The largest member of Boeing’s 737 MAX single-aisle airliner family, the 737-10, made its maiden flight on Friday. The aircraft took off from Renton Field, in Renton, in the US state of Washington and landed two hours and 31 minutes later at Boeing Field, in Seattle, also in Washington state. (Take-off was at 10h07 local time and landing was at 12h38 local time.)
“The airplane performed beautifully,” reported Boeing 737 chief pilot Captain Jennifer Henderson. “The profile we flew allowed us to test the airplane’s systems, flight controls and handling qualities, all of which checked out exactly as we expected.”
The flight marked the start of a thorough flight test programme for the new aircraft. Boeing assured that it would work closely with aviation regulators to achieve certification of the airliner, before it entered commercial service (which is scheduled for 2023).
“The 737-10 is an important part of our customers’ fleet plans, giving them more capacity, greater fuel efficiency and the best per-seat economics of any single-aisle airplane,” affirmed Boeing Commercial Airplanes president and CEO Stan Deal. “Our team is committed to delivering an airplane with the highest quality and reliability.”
The 737-10 reduces carbon emissions by 14% and noise by 50% in comparison to the current ‘next generation’ 737s. (The MAX series follows the next generation series of 737s.) The 737-10 can carry up to 230 passengers.

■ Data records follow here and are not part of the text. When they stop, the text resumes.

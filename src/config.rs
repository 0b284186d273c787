//! Command-line and environment configuration.
//!
//! Every setting can be given as a flag or a `FORM_INTAKE_*` variable; the
//! flag wins.

use clap::Parser;
use std::path::PathBuf;

#[derive(Parser, Debug, Clone)]
#[command(author, version, about = "Contact form submission service")]
pub struct AppConfig {
    /// Address to listen on
    #[arg(long, env = "FORM_INTAKE_HOST", default_value = "0.0.0.0")]
    pub host: String,

    /// Port to listen on
    #[arg(long, env = "FORM_INTAKE_PORT", default_value_t = 3000)]
    pub port: u16,

    /// Where accepted attachments are written
    #[arg(long, env = "FORM_INTAKE_UPLOAD_DIR", default_value = "./uploads")]
    pub upload_dir: PathBuf,

    /// Database image file, rewritten after every submission
    #[arg(long, env = "FORM_INTAKE_DATABASE_PATH", default_value = "./database.db")]
    pub database_path: PathBuf,

    /// Static files served at `/`
    #[arg(long, env = "FORM_INTAKE_PUBLIC_DIR", default_value = "./public")]
    pub public_dir: PathBuf,

    /// Initialize the database image and exit
    #[arg(long)]
    pub migrate: bool,
}

impl AppConfig {
    pub fn addr(&self) -> String {
        format!("{}:{}", self.host, self.port)
    }
}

The reputation of the 737 MAX family was severely damaged after two fatal accidents in late 2018 and early 2019 killed a total of 346 people. Flight control software developed specifically for the MAX, known as the manoeuvring characteristics augmentation system, was implicated in both crashes. MAX series 737s were grounded around the world but were allowed to resume commercial operations after various changes in aircraft systems, software and training were implemented.